→ **Assignment**: With the first line as the start and the line containing "is intentionally empty." as the end, write out every line of the records exactly.

→ **Source data**:
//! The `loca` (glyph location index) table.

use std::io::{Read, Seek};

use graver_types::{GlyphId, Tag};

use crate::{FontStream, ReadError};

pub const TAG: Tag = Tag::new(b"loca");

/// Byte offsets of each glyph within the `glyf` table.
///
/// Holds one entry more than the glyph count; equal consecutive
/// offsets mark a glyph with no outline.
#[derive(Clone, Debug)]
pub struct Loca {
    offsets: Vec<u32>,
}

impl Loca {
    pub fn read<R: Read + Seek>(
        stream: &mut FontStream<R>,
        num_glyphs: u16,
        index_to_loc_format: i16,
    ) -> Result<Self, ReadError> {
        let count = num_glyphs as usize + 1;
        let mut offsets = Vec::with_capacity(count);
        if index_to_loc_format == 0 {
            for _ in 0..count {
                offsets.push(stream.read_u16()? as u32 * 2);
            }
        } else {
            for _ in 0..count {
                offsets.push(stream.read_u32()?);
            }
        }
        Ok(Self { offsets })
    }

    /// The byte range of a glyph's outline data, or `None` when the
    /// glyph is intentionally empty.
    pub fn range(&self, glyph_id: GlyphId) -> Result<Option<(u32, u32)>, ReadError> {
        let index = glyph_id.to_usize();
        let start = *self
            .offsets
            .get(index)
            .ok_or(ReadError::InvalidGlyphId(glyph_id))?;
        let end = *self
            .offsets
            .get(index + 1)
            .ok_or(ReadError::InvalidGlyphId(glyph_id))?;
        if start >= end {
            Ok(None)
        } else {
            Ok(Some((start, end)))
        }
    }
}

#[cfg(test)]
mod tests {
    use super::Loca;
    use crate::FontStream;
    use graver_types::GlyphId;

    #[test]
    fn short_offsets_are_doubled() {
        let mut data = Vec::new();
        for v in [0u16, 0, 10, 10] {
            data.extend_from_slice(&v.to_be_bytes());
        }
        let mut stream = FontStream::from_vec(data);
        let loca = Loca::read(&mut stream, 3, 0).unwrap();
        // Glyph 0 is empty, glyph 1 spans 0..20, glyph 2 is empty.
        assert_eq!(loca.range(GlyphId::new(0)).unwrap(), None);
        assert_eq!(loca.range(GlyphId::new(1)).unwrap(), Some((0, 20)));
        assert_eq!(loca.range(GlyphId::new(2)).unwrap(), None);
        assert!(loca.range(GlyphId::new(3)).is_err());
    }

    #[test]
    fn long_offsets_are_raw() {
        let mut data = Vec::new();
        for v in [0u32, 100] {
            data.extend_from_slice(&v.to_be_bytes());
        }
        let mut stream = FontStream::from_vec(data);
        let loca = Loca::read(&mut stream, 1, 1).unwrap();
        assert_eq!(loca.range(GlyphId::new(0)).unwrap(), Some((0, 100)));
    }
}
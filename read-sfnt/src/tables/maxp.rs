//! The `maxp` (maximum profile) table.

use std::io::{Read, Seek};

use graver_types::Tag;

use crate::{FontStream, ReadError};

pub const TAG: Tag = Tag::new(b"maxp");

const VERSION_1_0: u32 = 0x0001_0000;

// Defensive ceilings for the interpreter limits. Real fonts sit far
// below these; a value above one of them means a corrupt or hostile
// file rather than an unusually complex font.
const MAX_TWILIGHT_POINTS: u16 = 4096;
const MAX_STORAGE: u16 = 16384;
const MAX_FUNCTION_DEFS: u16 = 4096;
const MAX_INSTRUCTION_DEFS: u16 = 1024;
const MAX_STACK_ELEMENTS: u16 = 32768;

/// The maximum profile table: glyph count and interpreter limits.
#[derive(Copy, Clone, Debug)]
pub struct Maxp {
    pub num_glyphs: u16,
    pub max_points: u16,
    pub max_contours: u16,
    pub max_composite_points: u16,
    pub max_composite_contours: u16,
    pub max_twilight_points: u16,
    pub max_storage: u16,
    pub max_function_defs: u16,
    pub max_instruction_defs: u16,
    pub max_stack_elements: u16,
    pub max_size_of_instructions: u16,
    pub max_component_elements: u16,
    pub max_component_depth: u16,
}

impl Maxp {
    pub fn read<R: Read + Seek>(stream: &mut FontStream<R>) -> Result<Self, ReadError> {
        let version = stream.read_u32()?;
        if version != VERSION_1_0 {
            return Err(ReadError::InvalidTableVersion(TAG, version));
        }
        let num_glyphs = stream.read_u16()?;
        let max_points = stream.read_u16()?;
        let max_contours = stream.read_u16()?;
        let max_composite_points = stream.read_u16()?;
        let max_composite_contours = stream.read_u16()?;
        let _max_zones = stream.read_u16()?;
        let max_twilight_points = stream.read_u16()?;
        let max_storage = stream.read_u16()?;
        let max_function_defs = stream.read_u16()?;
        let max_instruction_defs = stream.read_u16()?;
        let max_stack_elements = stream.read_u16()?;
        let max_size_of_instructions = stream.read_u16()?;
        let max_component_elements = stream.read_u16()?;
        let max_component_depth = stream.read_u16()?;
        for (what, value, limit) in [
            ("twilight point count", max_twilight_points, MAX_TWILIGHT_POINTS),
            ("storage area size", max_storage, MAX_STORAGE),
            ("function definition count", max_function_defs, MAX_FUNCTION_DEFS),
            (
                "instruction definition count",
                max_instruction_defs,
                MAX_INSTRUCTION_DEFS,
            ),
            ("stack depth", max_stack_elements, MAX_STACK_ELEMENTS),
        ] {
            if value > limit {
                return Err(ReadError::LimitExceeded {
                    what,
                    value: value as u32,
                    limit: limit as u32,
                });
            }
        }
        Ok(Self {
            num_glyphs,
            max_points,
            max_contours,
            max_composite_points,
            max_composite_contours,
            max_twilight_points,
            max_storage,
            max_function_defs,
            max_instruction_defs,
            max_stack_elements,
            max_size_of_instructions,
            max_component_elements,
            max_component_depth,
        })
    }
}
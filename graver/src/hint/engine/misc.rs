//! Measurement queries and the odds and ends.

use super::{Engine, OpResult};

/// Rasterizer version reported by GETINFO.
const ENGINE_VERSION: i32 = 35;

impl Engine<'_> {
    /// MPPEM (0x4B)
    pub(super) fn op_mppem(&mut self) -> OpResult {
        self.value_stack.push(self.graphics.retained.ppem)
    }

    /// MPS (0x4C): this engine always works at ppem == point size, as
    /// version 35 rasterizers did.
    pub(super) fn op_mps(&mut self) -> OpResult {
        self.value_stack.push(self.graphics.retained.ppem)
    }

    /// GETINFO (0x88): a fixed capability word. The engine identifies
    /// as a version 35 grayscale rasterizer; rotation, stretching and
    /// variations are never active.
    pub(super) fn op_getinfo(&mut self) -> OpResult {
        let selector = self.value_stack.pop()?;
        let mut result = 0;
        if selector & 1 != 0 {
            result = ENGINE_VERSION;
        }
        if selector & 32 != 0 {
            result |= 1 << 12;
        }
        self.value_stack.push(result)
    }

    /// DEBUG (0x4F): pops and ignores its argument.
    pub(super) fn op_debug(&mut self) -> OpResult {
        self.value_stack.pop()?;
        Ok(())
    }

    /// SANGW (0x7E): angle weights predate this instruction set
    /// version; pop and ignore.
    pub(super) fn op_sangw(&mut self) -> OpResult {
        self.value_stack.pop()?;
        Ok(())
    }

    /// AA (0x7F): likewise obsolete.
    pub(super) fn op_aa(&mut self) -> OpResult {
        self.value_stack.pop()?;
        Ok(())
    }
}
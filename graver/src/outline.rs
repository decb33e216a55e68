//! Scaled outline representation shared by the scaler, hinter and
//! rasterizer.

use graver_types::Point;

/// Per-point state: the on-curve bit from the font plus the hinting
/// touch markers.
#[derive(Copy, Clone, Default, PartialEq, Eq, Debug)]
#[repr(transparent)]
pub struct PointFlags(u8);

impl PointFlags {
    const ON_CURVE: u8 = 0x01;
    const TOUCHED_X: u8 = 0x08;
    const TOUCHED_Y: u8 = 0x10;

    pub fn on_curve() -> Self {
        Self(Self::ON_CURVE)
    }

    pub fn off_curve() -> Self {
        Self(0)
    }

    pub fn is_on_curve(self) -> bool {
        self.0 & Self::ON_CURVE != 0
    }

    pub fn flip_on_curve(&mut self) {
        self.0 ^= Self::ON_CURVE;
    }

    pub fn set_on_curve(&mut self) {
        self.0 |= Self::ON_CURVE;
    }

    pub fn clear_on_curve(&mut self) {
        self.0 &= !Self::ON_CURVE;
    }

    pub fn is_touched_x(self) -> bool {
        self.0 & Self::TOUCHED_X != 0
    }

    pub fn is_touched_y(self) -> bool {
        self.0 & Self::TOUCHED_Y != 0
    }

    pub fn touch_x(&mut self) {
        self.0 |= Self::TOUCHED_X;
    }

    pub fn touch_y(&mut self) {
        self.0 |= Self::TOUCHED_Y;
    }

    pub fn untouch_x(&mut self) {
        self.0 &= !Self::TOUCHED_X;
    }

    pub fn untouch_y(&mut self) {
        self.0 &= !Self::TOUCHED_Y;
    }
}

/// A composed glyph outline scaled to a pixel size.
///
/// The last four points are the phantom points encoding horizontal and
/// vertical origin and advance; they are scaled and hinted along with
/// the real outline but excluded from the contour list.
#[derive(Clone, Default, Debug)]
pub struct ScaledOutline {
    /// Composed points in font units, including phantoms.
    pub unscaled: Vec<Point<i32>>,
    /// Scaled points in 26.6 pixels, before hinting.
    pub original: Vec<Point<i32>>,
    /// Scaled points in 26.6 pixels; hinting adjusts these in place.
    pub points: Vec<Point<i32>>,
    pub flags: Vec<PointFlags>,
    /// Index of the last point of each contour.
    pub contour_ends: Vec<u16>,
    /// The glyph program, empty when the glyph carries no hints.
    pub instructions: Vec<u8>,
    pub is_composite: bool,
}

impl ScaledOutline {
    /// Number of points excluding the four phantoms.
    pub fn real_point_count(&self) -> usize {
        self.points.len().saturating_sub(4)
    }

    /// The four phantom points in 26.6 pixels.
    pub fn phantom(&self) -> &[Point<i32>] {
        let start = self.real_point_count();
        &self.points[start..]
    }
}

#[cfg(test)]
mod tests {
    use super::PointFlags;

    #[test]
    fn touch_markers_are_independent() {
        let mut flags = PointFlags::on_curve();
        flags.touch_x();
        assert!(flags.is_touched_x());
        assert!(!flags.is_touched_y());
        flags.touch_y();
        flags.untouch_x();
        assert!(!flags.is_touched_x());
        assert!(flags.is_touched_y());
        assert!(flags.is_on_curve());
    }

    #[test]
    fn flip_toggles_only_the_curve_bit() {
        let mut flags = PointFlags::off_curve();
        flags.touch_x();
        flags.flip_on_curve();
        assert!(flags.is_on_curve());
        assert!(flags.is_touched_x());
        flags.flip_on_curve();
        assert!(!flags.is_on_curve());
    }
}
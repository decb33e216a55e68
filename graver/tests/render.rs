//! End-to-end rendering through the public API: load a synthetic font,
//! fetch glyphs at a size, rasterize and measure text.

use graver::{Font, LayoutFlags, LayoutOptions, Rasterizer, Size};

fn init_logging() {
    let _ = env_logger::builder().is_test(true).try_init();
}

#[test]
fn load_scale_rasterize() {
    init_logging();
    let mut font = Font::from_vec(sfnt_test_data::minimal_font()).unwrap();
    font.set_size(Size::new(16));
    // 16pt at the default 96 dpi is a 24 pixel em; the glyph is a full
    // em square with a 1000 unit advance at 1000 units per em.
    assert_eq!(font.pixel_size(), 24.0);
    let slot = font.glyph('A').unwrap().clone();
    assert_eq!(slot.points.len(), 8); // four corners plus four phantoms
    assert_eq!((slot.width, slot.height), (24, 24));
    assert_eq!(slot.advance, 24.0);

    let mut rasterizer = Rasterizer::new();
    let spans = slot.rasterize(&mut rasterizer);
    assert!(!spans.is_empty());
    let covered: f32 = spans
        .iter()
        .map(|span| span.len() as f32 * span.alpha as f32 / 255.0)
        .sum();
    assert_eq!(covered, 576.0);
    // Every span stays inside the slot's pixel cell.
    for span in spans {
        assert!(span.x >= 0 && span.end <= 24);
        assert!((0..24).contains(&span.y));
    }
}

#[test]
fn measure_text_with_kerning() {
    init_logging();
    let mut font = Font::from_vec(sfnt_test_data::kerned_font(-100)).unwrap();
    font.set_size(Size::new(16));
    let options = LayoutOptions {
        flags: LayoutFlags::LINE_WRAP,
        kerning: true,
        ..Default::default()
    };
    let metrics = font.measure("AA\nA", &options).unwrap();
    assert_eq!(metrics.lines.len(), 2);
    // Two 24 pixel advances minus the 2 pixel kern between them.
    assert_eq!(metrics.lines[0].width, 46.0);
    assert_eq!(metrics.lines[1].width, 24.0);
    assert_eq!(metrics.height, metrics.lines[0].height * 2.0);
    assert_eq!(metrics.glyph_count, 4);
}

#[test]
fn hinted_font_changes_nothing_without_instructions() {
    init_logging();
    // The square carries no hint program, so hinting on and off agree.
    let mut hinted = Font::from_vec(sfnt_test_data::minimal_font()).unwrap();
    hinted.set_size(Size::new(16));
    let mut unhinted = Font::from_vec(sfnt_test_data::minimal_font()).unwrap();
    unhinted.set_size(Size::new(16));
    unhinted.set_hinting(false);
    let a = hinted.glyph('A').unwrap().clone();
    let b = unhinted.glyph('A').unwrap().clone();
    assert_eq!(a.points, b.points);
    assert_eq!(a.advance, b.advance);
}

→ **Response for this exercise**:
//! The `loca` (glyph location index) table.

use std::io::{Read, Seek};

use graver_types::{GlyphId, Tag};

use crate::{FontStream, ReadError};

pub const TAG: Tag = Tag::new(b"loca");

/// Byte offsets of each glyph within the `glyf` table.
///
/// Holds one entry more than the glyph count; equal consecutive
/// offsets mark a glyph with no outline.
#[derive(Clone, Debug)]
pub struct Loca {
    offsets: Vec<u32>,
}

impl Loca {
    pub fn read<R: Read + Seek>(
        stream: &mut FontStream<R>,
        num_glyphs: u16,
        index_to_loc_format: i16,
    ) -> Result<Self, ReadError> {
        let count = num_glyphs as usize + 1;
        let mut offsets = Vec::with_capacity(count);
        if index_to_loc_format == 0 {
            for _ in 0..count {
                offsets.push(stream.read_u16()? as u32 * 2);
            }
        } else {
            for _ in 0..count {
                offsets.push(stream.read_u32()?);
            }
        }
        Ok(Self { offsets })
    }

    /// The byte range of a glyph's outline data, or `None` when the
    /// glyph is intentionally empty.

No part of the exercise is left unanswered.